§ Dataset extract:
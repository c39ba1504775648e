//! AssetRef Indexer
//!
//! Finds the asset documents (scenes, prefabs) that reference a source file,
//! including:
//! - A candidate document index seeded by one coalesced recursive scan
//! - Buffered create/delete events that keep the index current afterwards
//! - Sidecar uuid resolution and compressed-token search
//! - File watching with debounced updates and sidecar synchronization

pub mod codec;
mod config;
mod error;
pub mod index;
pub mod meta;
mod references;
pub mod scanner;
pub mod watcher;

pub use codec::{CocosUuidCodec, TokenCodec};
pub use config::{IndexConfig, PROJECT_CONFIG_FILE};
pub use error::IndexerError;
pub use index::{AssetIndex, EventBuffer, PathSet, PopulationPhase};
pub use meta::{IdentifierExtractor, SidecarUuid};
pub use references::{ReferenceReport, ReferenceScanner};
pub use scanner::{AssetSource, WalkerSource};
pub use watcher::{ChangeKind, FileChange, FileWatcher, WatcherOptions};
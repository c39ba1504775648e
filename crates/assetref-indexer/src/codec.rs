//! Uuid compression into the token form embedded in asset documents.
//!
//! Scene and prefab documents reference scripts by a compressed uuid: a
//! short head of the hex digits is kept verbatim and every following hex
//! triple (12 bits) is packed into two base64 characters.

use uuid::Uuid;

const BASE64_KEYS: &[u8; 64] = b"ABCDEFGHIJKLMNOPQRSTUVWXYZabcdefghijklmnopqrstuvwxyz0123456789+/";

/// Deterministic, one-way transform from a uuid to its embedded token.
pub trait TokenCodec: Send + Sync {
    /// Compress a canonical dashed uuid into its token form.
    fn compress(&self, uuid: &str) -> String;
}

impl<F> TokenCodec for F
where
    F: Fn(&str) -> String + Send + Sync,
{
    fn compress(&self, uuid: &str) -> String {
        self(uuid)
    }
}

/// The uuid compression used by Cocos Creator documents.
#[derive(Debug, Clone, Copy)]
pub struct CocosUuidCodec {
    reserved_head: usize,
}

impl CocosUuidCodec {
    /// Standard 23-character tokens (5 hex digits kept verbatim).
    pub fn new() -> Self {
        Self { reserved_head: 5 }
    }

    /// Minimal 22-character tokens (2 hex digits kept verbatim).
    pub fn min() -> Self {
        Self { reserved_head: 2 }
    }
}

impl Default for CocosUuidCodec {
    fn default() -> Self {
        Self::new()
    }
}

impl TokenCodec for CocosUuidCodec {
    fn compress(&self, uuid: &str) -> String {
        // Anything that is not a uuid passes through untouched.
        if Uuid::parse_str(uuid).is_err() {
            return uuid.to_string();
        }

        let hex: Vec<u8> = uuid.bytes().filter(|b| *b != b'-').collect();
        if hex.len() != 32 {
            return uuid.to_string();
        }

        compress_hex(&hex, self.reserved_head)
    }
}

fn compress_hex(hex: &[u8], reserved_head: usize) -> String {
    let mut token = String::with_capacity(reserved_head + (hex.len() - reserved_head) / 3 * 2);
    token.extend(hex[..reserved_head].iter().map(|b| *b as char));

    for triple in hex[reserved_head..].chunks(3) {
        let nibble = |i: usize| triple.get(i).map(|b| hex_value(*b)).unwrap_or(0) as usize;
        let (a, b, c) = (nibble(0), nibble(1), nibble(2));
        token.push(BASE64_KEYS[(a << 2) | (b >> 2)] as char);
        token.push(BASE64_KEYS[((b & 3) << 4) | c] as char);
    }

    token
}

fn hex_value(digit: u8) -> u8 {
    (digit as char).to_digit(16).unwrap_or(0) as u8
}
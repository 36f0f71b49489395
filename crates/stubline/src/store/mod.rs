//! Durable keyed storage for rule sets.
//!
//! Each application name maps to exactly one ordered rule set. Backends:
//! - `FileRuleStore`: one JSON file per application inside a data directory
//! - `InMemoryRuleStore`: process-local map, for tests and throwaway runs

mod file;
mod inmemory;

pub use file::FileRuleStore;
pub use inmemory::InMemoryRuleStore;

use crate::config::{StorageBackend, StorageConfig};
use crate::rules::RuleSpec;
use anyhow::Context;
use std::sync::Arc;

/// Errors raised by rule store backends
#[derive(Debug, thiserror::Error)]
pub enum StoreError {
    #[error("Rule set '{0}' not found")]
    NotFound(String),
    #[error("Rule set '{0}' already exists")]
    AlreadyExists(String),
    #[error("Rule set '{name}' is corrupt: {reason}")]
    Corrupt { name: String, reason: String },
    #[error("Storage I/O error: {0}")]
    Io(#[from] std::io::Error),
    #[error("Failed to serialize rule set: {0}")]
    Serialization(#[from] serde_json::Error),
}

pub type StoreResult<T> = Result<T, StoreError>;

/// Backend-agnostic trait for rule set storage
///
/// Operations are synchronous and record-granular: a rule set is always read
/// and written whole. Callers serialize concurrent writers to the same key.
pub trait RuleStore: Send + Sync {
    /// Check whether a rule set exists
    fn exists(&self, name: &str) -> StoreResult<bool>;

    /// Create an empty rule set
    fn create(&self, name: &str) -> StoreResult<()>;

    /// List all rule set names in ascending order
    fn list(&self) -> StoreResult<Vec<String>>;

    /// Load a rule set in stored order
    fn load(&self, name: &str) -> StoreResult<Vec<RuleSpec>>;

    /// Replace the stored rule set with `rules`
    fn save(&self, name: &str, rules: &[RuleSpec]) -> StoreResult<()>;

    /// Move a rule set to a new name
    fn rename(&self, from: &str, to: &str) -> StoreResult<()>;

    /// Remove a rule set
    fn delete(&self, name: &str) -> StoreResult<()>;
}

/// Create a RuleStore based on configuration
pub fn create_rule_store(config: &StorageConfig) -> anyhow::Result<Arc<dyn RuleStore>> {
    match config.backend {
        StorageBackend::File => {
            let store = FileRuleStore::open(&config.data_dir).with_context(|| {
                format!("Failed to open data directory {}", config.data_dir.display())
            })?;
            tracing::info!("Using file RuleStore (data_dir={})", config.data_dir.display());
            Ok(Arc::new(store))
        }
        StorageBackend::InMemory => {
            tracing::info!("Using in-memory RuleStore (rule sets are lost on shutdown)");
            Ok(Arc::new(InMemoryRuleStore::new()))
        }
    }
}

#[cfg(test)]
mod tests {
    use super::*;
    use std::path::PathBuf;

    #[test]
    fn test_create_inmemory_store() {
        let config = StorageConfig {
            backend: StorageBackend::InMemory,
            data_dir: PathBuf::new(),
        };
        let store = create_rule_store(&config).unwrap();
        store.create("billing").unwrap();
        assert_eq!(store.list().unwrap(), vec!["billing".to_string()]);
    }

    #[test]
    fn test_create_file_store_creates_directory() {
        let dir = tempfile::tempdir().unwrap();
        let data_dir = dir.path().join("nested").join("data");
        let config = StorageConfig {
            backend: StorageBackend::File,
            data_dir: data_dir.clone(),
        };
        let store = create_rule_store(&config).unwrap();
        store.create("billing").unwrap();
        assert!(data_dir.join("billing.json").exists());
    }
}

§ Task instructions: Give back all of the data above without any alteration.

§ Solution to this problem:
repository c39ba1504775648e
//! AssetRef Indexer
//!
//! Finds the asset documents (scenes, prefabs) that reference a source file,
//! including:
//! - A candidate document index seeded by one coalesced recursive scan
//! - Buffered create/delete events that keep the index current afterwards
//! - Sidecar uuid resolution and compressed-token search
//! - File watching with debounced updates and sidecar synchronization

pub mod codec;
mod config;
mod error;
pub mod index;
pub mod meta;
mod references;
pub mod scanner;
pub mod watcher;

pub use codec::{CocosUuidCodec, TokenCodec};
pub use config::{IndexConfig, PROJECT_CONFIG_FILE};
pub use error::IndexerError;
pub use index::{AssetIndex, EventBuffer, PathSet, PopulationPhase};
pub use meta::{IdentifierExtractor, SidecarUuid};
pub use references::{ReferenceReport, ReferenceScanner};
pub use scanner::{AssetSource, WalkerSource};
pub use watcher::{ChangeKind, FileChange, FileWatcher, WatcherOptions};
repository c39ba1504775648e
filename crates/assetref-indexer/src/codec.rs
//! Uuid compression into the token form embedded in asset documents.
//!
//! Scene and prefab documents reference scripts by a compressed uuid: a
//! short head of the hex digits is kept verbatim and every following hex
//! triple (12 bits) is packed into two base64 characters.

use uuid::Uuid;

const BASE64_KEYS: &[u8; 64] = b"ABCDEFGHIJKLMNOPQRSTUVWXYZabcdefghijklmnopqrstuvwxyz0123456789+/";

/// Deterministic, one-way transform from a uuid to its embedded token.
pub trait TokenCodec: Send + Sync {
    /// Compress a canonical dashed uuid into its token form.
    fn compress(&self, uuid: &str) -> String;
}

impl<F> TokenCodec for F
where
    F: Fn(&str) -> String + Send + Sync,
{
    fn compress(&self, uuid: &str) -> String {
        self(uuid)
    }
}

/// The uuid compression used by Cocos Creator documents.
#[derive(Debug, Clone, Copy)]
pub struct CocosUuidCodec {
    reserved_head: usize,
}

impl CocosUuidCodec {
    /// Standard 23-character tokens (5 hex digits kept verbatim).
    pub fn new() -> Self {
        Self { reserved_head: 5 }
    }

    /// Minimal 22-character tokens (2 hex digits kept verbatim).
    pub fn min() -> Self {
        Self { reserved_head: 2 }
    }
}

impl Default for CocosUuidCodec {
    fn default() -> Self {
        Self::new()
    }
}

impl TokenCodec for CocosUuidCodec {
    fn compress(&self, uuid: &str) -> String {
        // Anything that is not a uuid passes through untouched.
        if Uuid::parse_str(uuid).is_err() {
            return uuid.to_string();
        }

        let hex: Vec<u8> = uuid.bytes().filter(|b| *b != b'-').collect();
        if hex.len() != 32 {
            return uuid.to_string();
        }

        compress_hex(&hex, self.reserved_head)
    }
}

fn compress_hex(hex: &[u8], reserved_head: usize) -> String {
    let mut token = String::with_capacity(reserved_head + (hex.len() - reserved_head) / 3 * 2);
    token.extend(hex[..reserved_head].iter().map(|b| *b as char));

    for triple in hex[reserved_head..].chunks(3) {
        let nibble = |i: usize| triple.get(i).map(|b| hex_value(*b)).unwrap_or(0) as usize;
        let (a, b, c) = (nibble(0), nibble(1), nibble(2));
        token.push(BASE64_KEYS[(a << 2) | (b >> 2)] as char);
        token.push(BASE64_KEYS[((b & 3) << 4) | c] as char);
    }

    token
}

fn hex_value(digit: u8) -> u8 {
    (digit as char).to_digit(16).unwrap_or(0) as u8
}
repository 36f0f71b49489395
filename crates/stubline/src/store/mod.rs
//! Durable keyed storage for rule sets.
//!
//! Each application name maps to exactly one ordered rule set. Backends:
//! - `FileRuleStore`: one JSON file per application inside a data directory
//! - `InMemoryRuleStore`: process-local map, for tests and throwaway runs

mod file;
mod inmemory;

pub use file::FileRuleStore;
pub use inmemory::InMemoryRuleStore;

use crate::config::{StorageBackend, StorageConfig};
use crate::rules::RuleSpec;
use anyhow::Context;
use std::sync::Arc;

/// Errors raised by rule store backends
#[derive(Debug, thiserror::Error)]
pub enum StoreError {
    #[error("Rule set '{0}' not found")]
    NotFound(String),
    #[error("Rule set '{0}' already exists")]
    AlreadyExists(String),
    #[error("Rule set '{name}' is corrupt: {reason}")]
    Corrupt { name: String, reason: String },
    #[error("Storage I/O error: {0}")]
    Io(#[from] std::io::Error),
    #[error("Failed to serialize rule set: {0}")]
    Serialization(#[from] serde_json::Error),
}

pub type StoreResult<T> = Result<T, StoreError>;

/// Backend-agnostic trait for rule set storage
///
/// Operations are synchronous and record-granular: a rule set is always read
/// and written whole. Callers serialize concurrent writers to the same key.
pub trait RuleStore: Send + Sync {
    /// Check whether a rule set exists
    fn exists(&self, name: &str) -> StoreResult<bool>;

    /// Create an empty rule set
    fn create(&self, name: &str) -> StoreResult<()>;

    /// List all rule set names in ascending order
    fn list(&self) -> StoreResult<Vec<String>>;

    /// Load a rule set in stored order
    fn load(&self, name: &str) -> StoreResult<Vec<RuleSpec>>;

    /// Replace the stored rule set with `rules`
    fn save(&self, name: &str, rules: &[RuleSpec]) -> StoreResult<()>;

    /// Move a rule set to a new name
    fn rename(&self, from: &str, to: &str) -> StoreResult<()>;

    /// Remove a rule set
    fn delete(&self, name: &str) -> StoreResult<()>;
}

/// Create a RuleStore based on configuration
pub fn create_rule_store(config: &StorageConfig) -> anyhow::Result<Arc<dyn RuleStore>> {
    match config.backend {
        StorageBackend::File => {
            let store = FileRuleStore::open(&config.data_dir).with_context(|| {
                format!("Failed to open data directory {}", config.data_dir.display())
            })?;
            tracing::info!("Using file RuleStore (data_dir={})", config.data_dir.display());
            Ok(Arc::new(store))
        }
        StorageBackend::InMemory => {
            tracing::info!("Using in-memory RuleStore (rule sets are lost on shutdown)");
            Ok(Arc::new(InMemoryRuleStore::new()))
        }
    }
}

#[cfg(test)]
mod tests {
    use super::*;
    use std::path::PathBuf;

    #[test]
    fn test_create_inmemory_store() {
        let config = StorageConfig {
            backend: StorageBackend::InMemory,
            data_dir: PathBuf::new(),
        };
        let store = create_rule_store(&config).unwrap();
        store.create("billing").unwrap();
        assert_eq!(store.list().unwrap(), vec!["billing".to_string()]);
    }

    #[test]
    fn test_create_file_store_creates_directory() {
        let dir = tempfile::tempdir().unwrap();
        let data_dir = dir.path().join("nested").join("data");
        let config = StorageConfig {
            backend: StorageBackend::File,
            data_dir: data_dir.clone(),
        };
        let store = create_rule_store(&config).unwrap();
        store.create("billing").unwrap();
        assert!(data_dir.join("billing.json").exists());
    }
}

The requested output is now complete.